TASK STATEMENT: A faithful copy is needed. Set down all of the data below exactly.

SOURCE INFORMATION:
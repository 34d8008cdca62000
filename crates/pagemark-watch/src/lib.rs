// SPDX-License-Identifier: PMPL-1.0-or-later
// Copyright (c) 2026 Jonathan D.A. Jewell (hyperpolymath) <jonathan.jewell@open.ac.uk>
//
// pagemark-watch — Folder watchers and their persistence.
//
// Each watched folder pair runs as a small actor owning at most one poll
// loop. The registry owns every watcher; the pattern store keeps reference
// motifs and watcher settings in a JSON file.

pub mod registry;
pub mod store;
pub mod watcher;

pub use registry::WatcherRegistry;
pub use store::{PatternRecord, PatternStore, PatternUpdate};
pub use watcher::{WatcherDirectory, WatcherHandle};
// SPDX-License-Identifier: PMPL-1.0-or-later
// Copyright (c) 2026 Jonathan D.A. Jewell (hyperpolymath) <jonathan.jewell@open.ac.uk>
//
// Pagemark — split scanned PDFs at hand-drawn highlighter marks.
//
// Entry point. Initialises logging, parses the command line, and either runs
// the folder watchers until interrupted or performs a one-shot command.

mod services;

use std::path::PathBuf;
use std::process::ExitCode;

use clap::{Parser, Subcommand};
use pagemark_core::error::{PagemarkError, Result};
use pagemark_core::{DEFAULT_PATTERN_ID, WatcherConfig};
use pagemark_document::SplitOutcome;

use services::app_services::{AppServices, parse_motif};
use services::data_dir;

/// Watch folders and split scanned PDFs at highlighter marks
#[derive(Parser)]
#[command(name = "pagemark", version = env!("CARGO_PKG_VERSION"))]
struct Cli {
    /// Directory holding config.json and patterns.json
    #[arg(long, global = true, env = data_dir::DATA_DIR_ENV)]
    data_dir: Option<PathBuf>,

    #[command(subcommand)]
    command: Commands,
}

#[derive(Subcommand)]
enum Commands {
    /// Start every auto-mode watcher and run until Ctrl-C
    Run,

    /// Split one PDF at its marked pages
    Split {
        /// The PDF to split
        input: PathBuf,

        /// Output folder (defaults to the input's folder)
        #[arg(short, long)]
        output: Option<PathBuf>,

        /// Id of the stored pattern to match against
        #[arg(short, long, default_value = DEFAULT_PATTERN_ID)]
        pattern: String,

        /// Delete the input after a successful split
        #[arg(long)]
        delete_source: bool,
    },

    /// Process every PDF currently in a watcher's input folder
    Process {
        /// Watcher id
        id: String,
    },

    /// Register a watched folder pair
    Add {
        /// Input folder to watch
        input: PathBuf,

        /// Folder receiving the split documents
        output: PathBuf,

        /// Watcher id (a random UUID when omitted)
        #[arg(long)]
        id: Option<String>,

        /// Start this watcher with `pagemark run`
        #[arg(long)]
        auto: bool,

        /// Delete each source after a successful split
        #[arg(long)]
        delete_source: bool,
    },

    /// Remove a watcher and its stored settings
    Remove {
        /// Watcher id
        id: String,
    },

    /// List registered watchers
    List,

    /// Store the reference motif of a watcher (or DEFAULT)
    SetPattern {
        /// Watcher id, or DEFAULT
        id: String,

        /// JSON array of [x, y] pairs, e.g. '[[0,0],[10,10]]'
        #[arg(long, conflicts_with = "file", required_unless_present = "file")]
        json: Option<String>,

        /// File holding the JSON array
        #[arg(long)]
        file: Option<PathBuf>,
    },

    /// Print the effective configuration
    Config,
}

#[tokio::main]
async fn main() -> ExitCode {
    tracing_subscriber::fmt()
        .with_env_filter(
            tracing_subscriber::EnvFilter::try_from_default_env()
                .unwrap_or_else(|_| tracing_subscriber::EnvFilter::new("info")),
        )
        .init();

    tracing::info!("Pagemark starting");

    let cli = Cli::parse();
    match run(cli).await {
        Ok(()) => ExitCode::SUCCESS,
        Err(e) => {
            tracing::error!(error = %e, "pagemark failed");
            ExitCode::FAILURE
        }
    }
}

async fn run(cli: Cli) -> Result<()> {
    let dir = data_dir::data_dir(cli.data_dir.as_deref());
    let services = AppServices::init(dir)?;

    match cli.command {
        Commands::Run => {
            services
                .run_until(async {
                    if let Err(e) = tokio::signal::ctrl_c().await {
                        tracing::error!(error = %e, "cannot listen for Ctrl-C");
                    }
                })
                .await;
        }

        Commands::Split {
            input,
            output,
            pattern,
            delete_source,
        } => {
            let output = output
                .or_else(|| input.parent().map(PathBuf::from))
                .unwrap_or_else(|| PathBuf::from("."));
            let worker = services.clone();
            let delete = delete_source.then_some(true);
            let outcome = tokio::task::spawn_blocking(move || {
                worker.split_file(&input, &output, &pattern, delete)
            })
            .await
            .map_err(|e| PagemarkError::Io(std::io::Error::other(e)))??;

            match outcome {
                SplitOutcome::Untouched => println!("no marker found; nothing written"),
                SplitOutcome::Split {
                    outputs,
                    source_deleted,
                } => {
                    for path in &outputs {
                        println!("{}", path.display());
                    }
                    if source_deleted {
                        println!("source deleted");
                    }
                }
            }
        }

        Commands::Process { id } => {
            let report = services.process_now(&id).await?;
            println!(
                "{} split, {} untouched, {} failed, {} documents written",
                report.split.len(),
                report.untouched.len(),
                report.failed.len(),
                report.outputs
            );
            for (path, reason) in &report.failed {
                println!("failed: {}: {reason}", path.display());
            }
        }

        Commands::Add {
            input,
            output,
            id,
            auto,
            delete_source,
        } => {
            let id = id.unwrap_or_else(|| uuid::Uuid::new_v4().to_string());
            services.add_watcher(WatcherConfig::new(id.clone(), input, output, auto), delete_source)?;
            println!("{id}");
        }

        Commands::Remove { id } => {
            if !services.remove_watcher(&id).await? {
                return Err(PagemarkError::WatcherNotFound(id));
            }
        }

        Commands::List => {
            for (config, status) in services.watchers() {
                println!(
                    "{}\t{}\t{} -> {}\tauto={}",
                    config.id,
                    status.state,
                    config.input_dir.display(),
                    config.output_dir.display(),
                    config.auto_mode
                );
            }
        }

        Commands::SetPattern { id, json, file } => {
            let json = match (json, file) {
                (Some(json), _) => json,
                (None, Some(file)) => std::fs::read_to_string(file)?,
                (None, None) => {
                    return Err(PagemarkError::Config("a motif is required".into()));
                }
            };
            let points = services.set_pattern(&id, parse_motif(&json)?)?;
            println!("{id}: {points} points");
        }

        Commands::Config => {
            println!("data dir: {}", services.data_dir().display());
            println!("{}", serde_json::to_string_pretty(services.config())?);
        }
    }

    Ok(())
}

EXPECTED ANSWER:
repository 34d8008cdca62000
filename crates/pagemark-watch/src/lib.rs
// SPDX-License-Identifier: PMPL-1.0-or-later
// Copyright (c) 2026 Jonathan D.A. Jewell (hyperpolymath) <jonathan.jewell@open.ac.uk>
//
// pagemark-watch — Folder watchers and their persistence.
//
// Each watched folder pair runs as a small actor owning at most one poll
// loop. The registry owns every watcher; the pattern store keeps reference
// motifs and watcher settings in a JSON file.

pub mod registry;
pub mod store;
pub mod watcher;

pub use registry::WatcherRegistry;
pub use store::{PatternRecord, PatternStore, PatternUpdate};
pub use watcher::{WatcherDirectory, WatcherHandle};
// SPDX-License-Identifier: PMPL-1.0-or-later
// Copyright (c) 2026 Jonathan D.A. Jewell (hyperpolymath) <jonathan.jewell@open.ac.uk>
//
// Pagemark — split scanned PDFs at hand-drawn highlighter marks.
//
// Entry point. Initialises logging, parses the command line, and either runs
// the folder watchers until interrupted or performs a one-shot command.

mod services;

use std::path::PathBuf;
use std::process::ExitCode;

use clap::{Parser, Subcommand};
use pagemark_core::error::{PagemarkError, Result};
use pagemark_core::{DEFAULT_PATTERN_ID, WatcherConfig};
use pagemark_document::SplitOutcome;

use services::app_services::{AppServices, parse_motif};
use services::data_dir;

/// Watch folders and split scanned PDFs at highlighter marks
#[derive(Parser)]
#[command(name = "pagemark", version = env!("CARGO_PKG_VERSION"))]
struct Cli {
    /// Directory holding config.json and patterns.json
    #[arg(long, global = true, env = data_dir::DATA_DIR_ENV)]
    data_dir: Option<PathBuf>,

    #[command(subcommand)]
    command: Commands,
}

#[derive(Subcommand)]
enum Commands {
    /// Start every auto-mode watcher and run until Ctrl-C
    Run,

    /// Split one PDF at its marked pages
    Split {
        /// The PDF to split
        input: PathBuf,

        /// Output folder (defaults to the input's folder)
        #[arg(short, long)]
        output: Option<PathBuf>,

        /// Id of the stored pattern to match against
        #[arg(short, long, default_value = DEFAULT_PATTERN_ID)]
        pattern: String,

        /// Delete the input after a successful split
        #[arg(long)]
        delete_source: bool,
    },

    /// Process every PDF currently in a watcher's input folder
    Process {
        /// Watcher id
        id: String,
    },

    /// Register a watched folder pair
    Add {
        /// Input folder to watch
        input: PathBuf,

        /// Folder receiving the split documents
        output: PathBuf,

        /// Watcher id (a random UUID when omitted)
        #[arg(long)]
        id: Option<String>,

        /// Start this watcher with `pagemark run`
        #[arg(long)]
        auto: bool,

        /// Delete each source after a successful split
        #[arg(long)]
        delete_source: bool,
    },

    /// Remove a watcher and its stored settings
    Remove {
        /// Watcher id
        id: String,
    },

    /// List registered watchers
    List,

    /// Store the reference motif of a watcher (or DEFAULT)
    SetPattern {
        /// Watcher id, or DEFAULT
        id: String,

        /// JSON array of [x, y] pairs, e.g. '[[0,0],[10,10]]'
        #[arg(long, conflicts_with = "file", required_unless_present = "file")]
        json: Option<String>,

        /// File holding the JSON array
        #[arg(long)]
        file: Option<PathBuf>,
    },

    /// Print the effective configuration
    Config,
}

#[tokio::main]
async fn main() -> ExitCode {
    tracing_subscriber::fmt()
        .with_env_filter(
            tracing_subscriber::EnvFilter::try_from_default_env()
                .unwrap_or_else(|_| tracing_subscriber::EnvFilter::new("info")),
        )
        .init();

    tracing::info!("Pagemark starting");

    let cli = Cli::parse();
    match run(cli).await {
        Ok(()) => ExitCode::SUCCESS,
        Err(e) => {
            tracing::error!(error = %e, "pagemark failed");
            ExitCode::FAILURE
        }
    }
}

async fn run(cli: Cli) -> Result<()> {
    let dir = data_dir::data_dir(cli.data_dir.as_deref());
    let services = AppServices::init(dir)?;

    match cli.command {
        Commands::Run => {
            services
                .run_until(async {
                    if let Err(e) = tokio::signal::ctrl_c().await {
                        tracing::error!(error = %e, "cannot listen for Ctrl-C");
                    }
                })
                .await;
        }

        Commands::Split {
            input,
            output,
            pattern,
            delete_source,
        } => {
            let output = output
                .or_else(|| input.parent().map(PathBuf::from))
                .unwrap_or_else(|| PathBuf::from("."));
            let worker = services.clone();
            let delete = delete_source.then_some(true);
            let outcome = tokio::task::spawn_blocking(move || {
                worker.split_file(&input, &output, &pattern, delete)
            })
            .await
            .map_err(|e| PagemarkError::Io(std::io::Error::other(e)))??;

            match outcome {
                SplitOutcome::Untouched => println!("no marker found; nothing written"),
                SplitOutcome::Split {
                    outputs,
                    source_deleted,
                } => {
                    for path in &outputs {
                        println!("{}", path.display());
                    }
                    if source_deleted {
                        println!("source deleted");
                    }
                }
            }
        }

        Commands::Process { id } => {
            let report = services.process_now(&id).await?;
            println!(
                "{} split, {} untouched, {} failed, {} documents written",
                report.split.len(),
                report.untouched.len(),
                report.failed.len(),
                report.outputs
            );
            for (path, reason) in &report.failed {
                println!("failed: {}: {reason}", path.display());
            }
        }

        Commands::Add {
            input,
            output,
            id,
            auto,
            delete_source,
        } => {
            let id = id.unwrap_or_else(|| uuid::Uuid::new_v4().to_string());
            services.add_watcher(WatcherConfig::new(id.clone(), input, output, auto), delete_source)?;
            println!("{id}");
        }

        Commands::Remove { id } => {
            if !services.remove_watcher(&id).await? {
                return Err(PagemarkError::WatcherNotFound(id));
            }
        }

        Commands::List => {
            for (config, status) in services.watchers() {
                println!(
                    "{}\t{}\t{} -> {}\tauto={}",
                    config.id,
                    status.state,
                    config.input_dir.display(),
                    config.output_dir.display(),
                    config.auto_mode
                );
            }
        }

        Commands::SetPattern { id, json, file } => {
            let json = match (json, file) {
                (Some(json), _) => json,
                (None, Some(file)) => std::fs::read_to_string(file)?,
                (None, None) => {
                    return Err(PagemarkError::Config("a motif is required".into()));
                }
            };
            let points = services.set_pattern(&id, parse_motif(&json)?)?;
            println!("{id}: {points} points");
        }

        Commands::Config => {
            println!("data dir: {}", services.data_dir().display());
            println!("{}", serde_json::to_string_pretty(services.config())?);
        }
    }

    Ok(())
}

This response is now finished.